DESCRIPTION OF THE TASK —
Scan the entries below. Report each line where the string "ColorScheme" occurs.

DATA —
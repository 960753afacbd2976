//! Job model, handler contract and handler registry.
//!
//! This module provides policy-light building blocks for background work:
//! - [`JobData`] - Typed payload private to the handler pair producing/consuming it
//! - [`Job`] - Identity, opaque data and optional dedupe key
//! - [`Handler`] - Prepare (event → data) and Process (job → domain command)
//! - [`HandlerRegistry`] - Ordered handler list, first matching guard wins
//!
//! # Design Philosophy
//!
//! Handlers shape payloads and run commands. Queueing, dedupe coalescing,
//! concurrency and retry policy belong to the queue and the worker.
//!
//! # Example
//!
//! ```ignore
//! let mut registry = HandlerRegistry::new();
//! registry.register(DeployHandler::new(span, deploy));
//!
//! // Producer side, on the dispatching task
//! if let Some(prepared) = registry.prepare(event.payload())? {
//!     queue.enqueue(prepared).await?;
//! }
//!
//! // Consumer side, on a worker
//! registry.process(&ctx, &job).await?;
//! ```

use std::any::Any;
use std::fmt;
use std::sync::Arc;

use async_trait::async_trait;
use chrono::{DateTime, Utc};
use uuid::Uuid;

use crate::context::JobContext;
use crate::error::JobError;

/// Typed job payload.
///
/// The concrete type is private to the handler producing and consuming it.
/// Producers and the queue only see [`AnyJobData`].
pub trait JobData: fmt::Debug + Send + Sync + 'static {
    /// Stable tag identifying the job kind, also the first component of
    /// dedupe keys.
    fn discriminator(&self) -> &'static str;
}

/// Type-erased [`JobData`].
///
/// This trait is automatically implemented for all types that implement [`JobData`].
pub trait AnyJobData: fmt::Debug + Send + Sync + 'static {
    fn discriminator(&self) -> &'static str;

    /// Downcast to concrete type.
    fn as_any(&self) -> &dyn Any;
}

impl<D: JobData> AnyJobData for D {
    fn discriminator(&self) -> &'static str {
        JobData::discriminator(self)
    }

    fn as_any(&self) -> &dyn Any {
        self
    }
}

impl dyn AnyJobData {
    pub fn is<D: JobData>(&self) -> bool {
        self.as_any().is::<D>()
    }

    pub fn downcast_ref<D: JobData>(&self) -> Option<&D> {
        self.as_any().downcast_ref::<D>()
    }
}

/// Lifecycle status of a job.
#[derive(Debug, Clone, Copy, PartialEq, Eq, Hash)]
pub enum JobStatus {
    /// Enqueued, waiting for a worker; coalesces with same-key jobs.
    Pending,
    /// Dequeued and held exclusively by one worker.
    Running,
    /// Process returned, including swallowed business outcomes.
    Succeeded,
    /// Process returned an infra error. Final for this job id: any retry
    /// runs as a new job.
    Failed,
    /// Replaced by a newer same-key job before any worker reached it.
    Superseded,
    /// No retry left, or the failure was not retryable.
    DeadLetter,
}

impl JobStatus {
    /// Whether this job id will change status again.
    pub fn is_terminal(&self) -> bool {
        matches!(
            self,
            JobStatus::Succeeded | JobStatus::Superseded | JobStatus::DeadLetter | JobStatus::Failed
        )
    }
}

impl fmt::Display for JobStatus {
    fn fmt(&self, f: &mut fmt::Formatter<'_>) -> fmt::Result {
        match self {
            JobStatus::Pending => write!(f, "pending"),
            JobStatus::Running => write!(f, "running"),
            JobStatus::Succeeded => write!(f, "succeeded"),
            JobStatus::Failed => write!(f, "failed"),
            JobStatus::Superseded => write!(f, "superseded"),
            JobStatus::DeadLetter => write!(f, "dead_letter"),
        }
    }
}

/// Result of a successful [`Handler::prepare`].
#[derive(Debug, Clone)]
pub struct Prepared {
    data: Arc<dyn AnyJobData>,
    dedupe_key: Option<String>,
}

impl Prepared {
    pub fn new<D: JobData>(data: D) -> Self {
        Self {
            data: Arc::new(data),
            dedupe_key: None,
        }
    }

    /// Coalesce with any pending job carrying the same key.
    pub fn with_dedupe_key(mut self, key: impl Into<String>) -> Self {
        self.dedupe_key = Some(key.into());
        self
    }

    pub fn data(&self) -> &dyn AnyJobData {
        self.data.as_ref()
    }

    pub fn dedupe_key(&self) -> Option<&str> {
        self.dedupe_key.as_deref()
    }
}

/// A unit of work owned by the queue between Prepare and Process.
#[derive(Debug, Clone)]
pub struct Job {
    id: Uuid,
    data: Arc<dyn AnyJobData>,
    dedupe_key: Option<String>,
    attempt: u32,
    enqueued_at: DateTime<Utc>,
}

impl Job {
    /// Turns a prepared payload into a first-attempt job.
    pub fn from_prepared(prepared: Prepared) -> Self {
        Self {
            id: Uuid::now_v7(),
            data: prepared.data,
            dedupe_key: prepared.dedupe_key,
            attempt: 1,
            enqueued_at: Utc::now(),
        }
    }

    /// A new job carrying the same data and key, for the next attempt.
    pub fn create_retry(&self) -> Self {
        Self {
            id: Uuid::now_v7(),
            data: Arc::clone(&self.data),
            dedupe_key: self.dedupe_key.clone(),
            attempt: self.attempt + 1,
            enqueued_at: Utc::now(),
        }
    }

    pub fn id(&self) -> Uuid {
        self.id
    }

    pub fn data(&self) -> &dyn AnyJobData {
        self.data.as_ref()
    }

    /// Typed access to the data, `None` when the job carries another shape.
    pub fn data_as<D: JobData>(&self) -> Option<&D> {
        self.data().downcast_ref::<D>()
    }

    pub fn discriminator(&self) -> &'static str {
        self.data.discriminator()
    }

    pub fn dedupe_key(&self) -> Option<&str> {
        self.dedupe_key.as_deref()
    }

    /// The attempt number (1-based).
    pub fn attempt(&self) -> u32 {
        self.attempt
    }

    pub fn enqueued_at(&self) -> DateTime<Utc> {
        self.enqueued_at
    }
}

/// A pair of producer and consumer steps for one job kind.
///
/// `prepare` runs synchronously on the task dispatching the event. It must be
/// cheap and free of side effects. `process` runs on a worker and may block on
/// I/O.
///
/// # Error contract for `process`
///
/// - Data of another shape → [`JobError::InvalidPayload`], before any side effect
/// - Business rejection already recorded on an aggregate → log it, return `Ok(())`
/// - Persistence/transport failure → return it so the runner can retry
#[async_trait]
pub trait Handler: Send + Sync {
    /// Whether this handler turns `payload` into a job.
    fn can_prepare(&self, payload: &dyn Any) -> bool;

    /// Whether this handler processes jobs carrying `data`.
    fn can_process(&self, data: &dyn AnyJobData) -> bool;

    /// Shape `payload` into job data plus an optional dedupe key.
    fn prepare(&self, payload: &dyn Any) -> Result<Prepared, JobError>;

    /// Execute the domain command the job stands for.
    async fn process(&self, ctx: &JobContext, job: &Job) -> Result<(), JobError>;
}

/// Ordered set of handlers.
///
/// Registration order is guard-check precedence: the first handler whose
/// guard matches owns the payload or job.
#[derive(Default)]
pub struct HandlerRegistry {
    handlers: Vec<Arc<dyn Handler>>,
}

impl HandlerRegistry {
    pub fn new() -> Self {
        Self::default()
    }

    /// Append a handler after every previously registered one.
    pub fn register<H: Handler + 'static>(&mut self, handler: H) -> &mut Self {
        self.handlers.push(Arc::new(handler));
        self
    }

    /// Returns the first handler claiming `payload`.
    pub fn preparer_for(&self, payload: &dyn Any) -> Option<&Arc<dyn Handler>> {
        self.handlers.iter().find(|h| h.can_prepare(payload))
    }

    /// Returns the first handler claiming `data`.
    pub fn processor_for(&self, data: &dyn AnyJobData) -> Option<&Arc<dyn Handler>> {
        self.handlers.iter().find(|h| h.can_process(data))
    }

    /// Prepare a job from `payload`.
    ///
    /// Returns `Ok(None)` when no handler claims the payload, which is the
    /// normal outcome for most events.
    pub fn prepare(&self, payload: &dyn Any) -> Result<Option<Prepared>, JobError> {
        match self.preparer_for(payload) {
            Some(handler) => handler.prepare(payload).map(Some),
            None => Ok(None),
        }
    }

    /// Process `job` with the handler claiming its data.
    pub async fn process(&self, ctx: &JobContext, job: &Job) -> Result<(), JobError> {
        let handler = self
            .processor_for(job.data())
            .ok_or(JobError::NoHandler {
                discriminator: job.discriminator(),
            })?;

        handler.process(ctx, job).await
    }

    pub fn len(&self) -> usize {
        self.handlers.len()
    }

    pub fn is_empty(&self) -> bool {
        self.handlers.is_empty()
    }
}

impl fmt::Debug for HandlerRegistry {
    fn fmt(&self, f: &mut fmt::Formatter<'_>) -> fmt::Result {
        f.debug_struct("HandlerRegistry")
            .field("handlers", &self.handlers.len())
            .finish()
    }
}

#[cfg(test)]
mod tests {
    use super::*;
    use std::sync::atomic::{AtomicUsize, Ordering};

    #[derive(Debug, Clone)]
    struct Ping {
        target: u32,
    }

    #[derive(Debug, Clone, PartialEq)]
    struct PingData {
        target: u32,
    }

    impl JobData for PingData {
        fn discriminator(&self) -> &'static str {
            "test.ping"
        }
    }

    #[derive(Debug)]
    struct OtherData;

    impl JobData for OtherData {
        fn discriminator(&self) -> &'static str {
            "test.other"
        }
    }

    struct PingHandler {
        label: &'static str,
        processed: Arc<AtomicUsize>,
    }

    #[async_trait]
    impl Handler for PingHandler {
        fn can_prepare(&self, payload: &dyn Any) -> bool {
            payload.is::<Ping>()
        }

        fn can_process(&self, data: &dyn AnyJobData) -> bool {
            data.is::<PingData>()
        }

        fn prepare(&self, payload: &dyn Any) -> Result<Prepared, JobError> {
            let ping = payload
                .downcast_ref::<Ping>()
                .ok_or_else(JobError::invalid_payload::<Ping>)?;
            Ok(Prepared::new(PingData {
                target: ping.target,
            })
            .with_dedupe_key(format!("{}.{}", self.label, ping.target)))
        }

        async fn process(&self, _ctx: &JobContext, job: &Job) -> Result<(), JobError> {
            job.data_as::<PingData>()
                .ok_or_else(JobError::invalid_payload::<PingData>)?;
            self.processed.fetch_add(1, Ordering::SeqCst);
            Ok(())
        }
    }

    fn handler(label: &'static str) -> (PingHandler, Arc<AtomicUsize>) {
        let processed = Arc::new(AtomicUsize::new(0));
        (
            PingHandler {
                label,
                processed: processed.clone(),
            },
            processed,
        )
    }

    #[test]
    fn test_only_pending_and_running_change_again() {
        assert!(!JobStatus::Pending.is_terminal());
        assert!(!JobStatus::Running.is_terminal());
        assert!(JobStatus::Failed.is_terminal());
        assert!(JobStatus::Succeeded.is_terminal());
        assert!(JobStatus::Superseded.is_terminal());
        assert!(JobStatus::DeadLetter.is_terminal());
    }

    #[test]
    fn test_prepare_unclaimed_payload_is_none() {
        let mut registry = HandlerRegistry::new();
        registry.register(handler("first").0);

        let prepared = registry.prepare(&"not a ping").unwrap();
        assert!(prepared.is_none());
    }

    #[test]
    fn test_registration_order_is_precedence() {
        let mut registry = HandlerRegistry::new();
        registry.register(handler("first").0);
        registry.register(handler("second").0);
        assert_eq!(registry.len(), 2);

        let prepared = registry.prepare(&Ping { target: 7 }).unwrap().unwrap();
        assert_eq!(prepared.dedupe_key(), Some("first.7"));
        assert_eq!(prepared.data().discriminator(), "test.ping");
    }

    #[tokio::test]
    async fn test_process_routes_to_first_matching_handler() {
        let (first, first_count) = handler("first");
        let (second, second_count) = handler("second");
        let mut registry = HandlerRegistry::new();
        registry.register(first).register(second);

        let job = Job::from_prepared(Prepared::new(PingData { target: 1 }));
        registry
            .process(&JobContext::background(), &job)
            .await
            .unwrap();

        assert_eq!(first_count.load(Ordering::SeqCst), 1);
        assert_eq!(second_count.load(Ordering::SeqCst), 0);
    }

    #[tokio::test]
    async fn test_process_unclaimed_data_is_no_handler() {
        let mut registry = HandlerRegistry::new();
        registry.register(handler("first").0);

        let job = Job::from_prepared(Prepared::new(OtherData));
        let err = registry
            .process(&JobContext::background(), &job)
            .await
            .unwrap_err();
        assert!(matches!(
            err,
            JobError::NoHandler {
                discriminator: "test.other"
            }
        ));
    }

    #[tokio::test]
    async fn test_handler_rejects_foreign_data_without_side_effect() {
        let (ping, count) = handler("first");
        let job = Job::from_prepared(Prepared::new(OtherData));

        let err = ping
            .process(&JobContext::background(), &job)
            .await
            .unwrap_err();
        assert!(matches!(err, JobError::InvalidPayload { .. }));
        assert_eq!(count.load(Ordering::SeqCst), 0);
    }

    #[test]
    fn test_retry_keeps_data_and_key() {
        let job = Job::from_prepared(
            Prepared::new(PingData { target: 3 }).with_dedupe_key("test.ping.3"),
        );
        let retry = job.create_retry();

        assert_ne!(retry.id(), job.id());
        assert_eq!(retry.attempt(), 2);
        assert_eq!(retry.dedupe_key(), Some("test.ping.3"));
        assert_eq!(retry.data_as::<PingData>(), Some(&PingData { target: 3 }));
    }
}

...

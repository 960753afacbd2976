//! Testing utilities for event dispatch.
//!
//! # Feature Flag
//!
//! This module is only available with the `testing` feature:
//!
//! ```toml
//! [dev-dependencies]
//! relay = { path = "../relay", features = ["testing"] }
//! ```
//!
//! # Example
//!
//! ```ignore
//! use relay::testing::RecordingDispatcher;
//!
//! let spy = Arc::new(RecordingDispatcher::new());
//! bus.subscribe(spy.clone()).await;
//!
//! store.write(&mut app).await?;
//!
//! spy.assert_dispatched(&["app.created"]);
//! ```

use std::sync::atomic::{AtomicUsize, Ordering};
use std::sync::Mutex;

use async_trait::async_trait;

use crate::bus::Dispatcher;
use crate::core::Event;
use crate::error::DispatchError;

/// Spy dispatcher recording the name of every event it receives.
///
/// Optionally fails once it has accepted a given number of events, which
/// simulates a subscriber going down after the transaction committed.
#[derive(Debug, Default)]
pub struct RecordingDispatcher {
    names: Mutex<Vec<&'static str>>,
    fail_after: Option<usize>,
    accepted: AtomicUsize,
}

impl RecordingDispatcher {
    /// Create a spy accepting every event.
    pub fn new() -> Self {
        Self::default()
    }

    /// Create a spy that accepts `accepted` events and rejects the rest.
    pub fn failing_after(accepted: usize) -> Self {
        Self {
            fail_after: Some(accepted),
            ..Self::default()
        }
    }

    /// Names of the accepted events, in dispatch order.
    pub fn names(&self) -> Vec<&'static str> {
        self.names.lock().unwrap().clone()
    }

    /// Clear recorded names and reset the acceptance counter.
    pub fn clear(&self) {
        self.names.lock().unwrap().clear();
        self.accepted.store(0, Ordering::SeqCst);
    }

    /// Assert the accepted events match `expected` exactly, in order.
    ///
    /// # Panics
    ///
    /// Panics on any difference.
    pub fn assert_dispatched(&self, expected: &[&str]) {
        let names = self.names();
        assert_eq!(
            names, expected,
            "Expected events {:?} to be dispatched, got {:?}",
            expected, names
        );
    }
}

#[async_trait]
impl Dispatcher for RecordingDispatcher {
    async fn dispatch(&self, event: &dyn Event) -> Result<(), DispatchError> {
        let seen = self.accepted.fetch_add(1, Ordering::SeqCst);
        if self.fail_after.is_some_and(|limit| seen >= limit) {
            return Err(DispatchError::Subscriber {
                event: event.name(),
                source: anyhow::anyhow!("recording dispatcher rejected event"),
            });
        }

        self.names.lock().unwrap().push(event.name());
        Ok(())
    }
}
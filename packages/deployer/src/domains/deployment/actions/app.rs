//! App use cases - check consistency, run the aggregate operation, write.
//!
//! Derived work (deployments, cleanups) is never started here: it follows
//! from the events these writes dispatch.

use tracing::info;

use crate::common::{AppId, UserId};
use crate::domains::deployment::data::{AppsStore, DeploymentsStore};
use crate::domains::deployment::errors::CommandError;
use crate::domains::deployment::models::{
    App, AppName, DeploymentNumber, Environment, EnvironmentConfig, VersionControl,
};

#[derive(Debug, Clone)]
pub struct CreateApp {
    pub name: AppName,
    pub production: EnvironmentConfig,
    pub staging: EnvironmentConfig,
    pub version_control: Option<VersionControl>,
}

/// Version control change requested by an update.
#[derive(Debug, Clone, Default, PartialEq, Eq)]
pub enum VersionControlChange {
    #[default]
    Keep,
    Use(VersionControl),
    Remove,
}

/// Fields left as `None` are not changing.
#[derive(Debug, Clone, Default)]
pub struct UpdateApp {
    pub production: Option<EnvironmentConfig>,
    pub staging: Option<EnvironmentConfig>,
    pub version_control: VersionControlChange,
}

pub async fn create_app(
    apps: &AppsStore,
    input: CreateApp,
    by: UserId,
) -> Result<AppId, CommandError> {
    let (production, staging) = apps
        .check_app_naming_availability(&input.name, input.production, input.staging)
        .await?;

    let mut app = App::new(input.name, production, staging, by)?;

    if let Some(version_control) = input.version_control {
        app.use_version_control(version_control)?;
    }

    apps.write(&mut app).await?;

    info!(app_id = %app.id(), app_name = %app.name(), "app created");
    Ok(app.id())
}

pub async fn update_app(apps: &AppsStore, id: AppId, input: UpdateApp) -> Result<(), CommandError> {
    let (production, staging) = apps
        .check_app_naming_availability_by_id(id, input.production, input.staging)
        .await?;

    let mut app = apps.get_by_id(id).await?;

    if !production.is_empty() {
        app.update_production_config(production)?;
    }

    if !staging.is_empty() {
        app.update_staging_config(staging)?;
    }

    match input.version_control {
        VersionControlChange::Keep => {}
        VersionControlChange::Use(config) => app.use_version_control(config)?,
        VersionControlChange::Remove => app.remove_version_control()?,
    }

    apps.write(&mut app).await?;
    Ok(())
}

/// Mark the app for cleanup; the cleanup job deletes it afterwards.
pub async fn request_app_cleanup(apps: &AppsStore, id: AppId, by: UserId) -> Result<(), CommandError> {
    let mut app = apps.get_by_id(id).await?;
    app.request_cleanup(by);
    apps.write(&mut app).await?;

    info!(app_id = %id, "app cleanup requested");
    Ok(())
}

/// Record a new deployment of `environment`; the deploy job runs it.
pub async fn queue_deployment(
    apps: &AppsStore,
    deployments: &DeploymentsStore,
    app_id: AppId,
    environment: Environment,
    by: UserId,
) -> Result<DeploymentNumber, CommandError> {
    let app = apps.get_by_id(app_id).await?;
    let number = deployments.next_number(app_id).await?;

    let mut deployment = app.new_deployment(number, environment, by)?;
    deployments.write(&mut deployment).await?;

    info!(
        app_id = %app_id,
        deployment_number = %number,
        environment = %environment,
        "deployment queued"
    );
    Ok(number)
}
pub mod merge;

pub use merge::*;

...

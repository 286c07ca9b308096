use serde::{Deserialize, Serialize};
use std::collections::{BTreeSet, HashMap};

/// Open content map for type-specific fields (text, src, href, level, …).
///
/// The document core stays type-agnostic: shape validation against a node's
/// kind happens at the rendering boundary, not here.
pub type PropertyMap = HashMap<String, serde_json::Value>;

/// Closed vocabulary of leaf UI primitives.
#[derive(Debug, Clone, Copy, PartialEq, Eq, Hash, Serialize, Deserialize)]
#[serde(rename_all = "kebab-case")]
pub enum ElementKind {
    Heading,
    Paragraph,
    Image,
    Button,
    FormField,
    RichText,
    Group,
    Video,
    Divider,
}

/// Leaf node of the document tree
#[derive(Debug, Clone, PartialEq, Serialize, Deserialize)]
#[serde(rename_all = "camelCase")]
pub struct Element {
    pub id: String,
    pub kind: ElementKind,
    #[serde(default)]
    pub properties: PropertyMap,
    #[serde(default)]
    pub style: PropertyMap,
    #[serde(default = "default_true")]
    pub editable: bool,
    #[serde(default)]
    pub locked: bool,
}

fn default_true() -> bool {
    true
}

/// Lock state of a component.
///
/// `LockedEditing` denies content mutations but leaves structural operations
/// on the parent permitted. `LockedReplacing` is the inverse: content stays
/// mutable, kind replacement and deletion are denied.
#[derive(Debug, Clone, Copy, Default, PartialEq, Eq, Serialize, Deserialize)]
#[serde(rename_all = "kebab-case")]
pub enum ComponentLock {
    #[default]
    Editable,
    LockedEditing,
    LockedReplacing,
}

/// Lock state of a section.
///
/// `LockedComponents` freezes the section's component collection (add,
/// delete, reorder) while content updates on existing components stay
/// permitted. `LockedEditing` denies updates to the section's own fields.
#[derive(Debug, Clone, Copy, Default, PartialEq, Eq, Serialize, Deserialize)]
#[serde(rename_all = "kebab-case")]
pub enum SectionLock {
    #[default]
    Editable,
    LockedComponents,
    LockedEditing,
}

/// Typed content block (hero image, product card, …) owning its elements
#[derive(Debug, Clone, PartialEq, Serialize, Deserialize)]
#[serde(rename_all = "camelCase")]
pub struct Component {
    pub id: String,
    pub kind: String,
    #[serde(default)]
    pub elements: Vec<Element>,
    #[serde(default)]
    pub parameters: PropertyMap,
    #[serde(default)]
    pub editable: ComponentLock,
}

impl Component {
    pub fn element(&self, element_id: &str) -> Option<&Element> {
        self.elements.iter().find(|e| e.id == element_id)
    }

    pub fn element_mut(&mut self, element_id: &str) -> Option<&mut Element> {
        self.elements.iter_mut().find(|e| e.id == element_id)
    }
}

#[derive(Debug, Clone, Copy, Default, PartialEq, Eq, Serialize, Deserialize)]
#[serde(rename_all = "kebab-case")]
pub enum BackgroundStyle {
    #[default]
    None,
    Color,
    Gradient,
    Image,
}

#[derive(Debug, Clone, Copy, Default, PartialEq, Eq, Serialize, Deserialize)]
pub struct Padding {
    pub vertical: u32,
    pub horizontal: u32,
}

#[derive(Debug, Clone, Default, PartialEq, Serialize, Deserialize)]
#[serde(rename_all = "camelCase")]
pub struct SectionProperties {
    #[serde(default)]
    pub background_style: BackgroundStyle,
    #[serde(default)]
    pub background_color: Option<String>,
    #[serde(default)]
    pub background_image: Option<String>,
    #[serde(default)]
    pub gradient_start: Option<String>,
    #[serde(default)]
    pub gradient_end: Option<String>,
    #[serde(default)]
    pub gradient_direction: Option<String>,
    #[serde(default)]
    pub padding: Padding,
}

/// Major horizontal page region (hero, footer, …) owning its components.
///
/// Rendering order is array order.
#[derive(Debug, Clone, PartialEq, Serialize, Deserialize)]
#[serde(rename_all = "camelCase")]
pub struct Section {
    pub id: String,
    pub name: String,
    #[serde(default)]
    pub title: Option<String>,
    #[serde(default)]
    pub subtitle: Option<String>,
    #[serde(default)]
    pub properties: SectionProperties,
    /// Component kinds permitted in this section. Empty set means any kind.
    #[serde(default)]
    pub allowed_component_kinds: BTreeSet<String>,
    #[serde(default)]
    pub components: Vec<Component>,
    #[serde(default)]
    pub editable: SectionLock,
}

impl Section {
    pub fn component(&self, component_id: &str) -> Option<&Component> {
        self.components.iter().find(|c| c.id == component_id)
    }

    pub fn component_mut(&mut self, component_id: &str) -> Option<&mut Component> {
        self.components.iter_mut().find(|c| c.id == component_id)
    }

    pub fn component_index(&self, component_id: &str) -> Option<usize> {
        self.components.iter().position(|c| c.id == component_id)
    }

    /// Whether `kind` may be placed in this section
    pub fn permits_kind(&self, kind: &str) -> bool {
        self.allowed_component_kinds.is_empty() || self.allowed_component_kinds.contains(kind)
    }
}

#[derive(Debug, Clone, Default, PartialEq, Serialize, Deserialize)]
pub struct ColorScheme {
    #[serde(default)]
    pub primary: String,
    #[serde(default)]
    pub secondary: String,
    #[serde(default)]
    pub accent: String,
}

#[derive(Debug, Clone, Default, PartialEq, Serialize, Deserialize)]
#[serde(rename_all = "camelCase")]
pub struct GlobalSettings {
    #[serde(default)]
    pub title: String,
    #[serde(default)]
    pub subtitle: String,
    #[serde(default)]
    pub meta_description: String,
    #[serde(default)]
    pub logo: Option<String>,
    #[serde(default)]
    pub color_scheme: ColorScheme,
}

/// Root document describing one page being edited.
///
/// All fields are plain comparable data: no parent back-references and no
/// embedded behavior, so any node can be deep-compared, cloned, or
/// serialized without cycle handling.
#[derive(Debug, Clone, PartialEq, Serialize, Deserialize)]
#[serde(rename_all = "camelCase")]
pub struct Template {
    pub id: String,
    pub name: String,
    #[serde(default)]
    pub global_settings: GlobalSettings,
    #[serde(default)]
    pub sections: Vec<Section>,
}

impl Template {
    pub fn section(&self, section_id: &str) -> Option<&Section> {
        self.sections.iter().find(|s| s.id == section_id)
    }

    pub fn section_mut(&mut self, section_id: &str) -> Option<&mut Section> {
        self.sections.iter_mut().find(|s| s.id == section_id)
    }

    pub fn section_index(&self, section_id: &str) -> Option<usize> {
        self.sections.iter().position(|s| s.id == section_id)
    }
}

EXERCISE RESULT —
pub struct ColorScheme {
    pub color_scheme: ColorScheme,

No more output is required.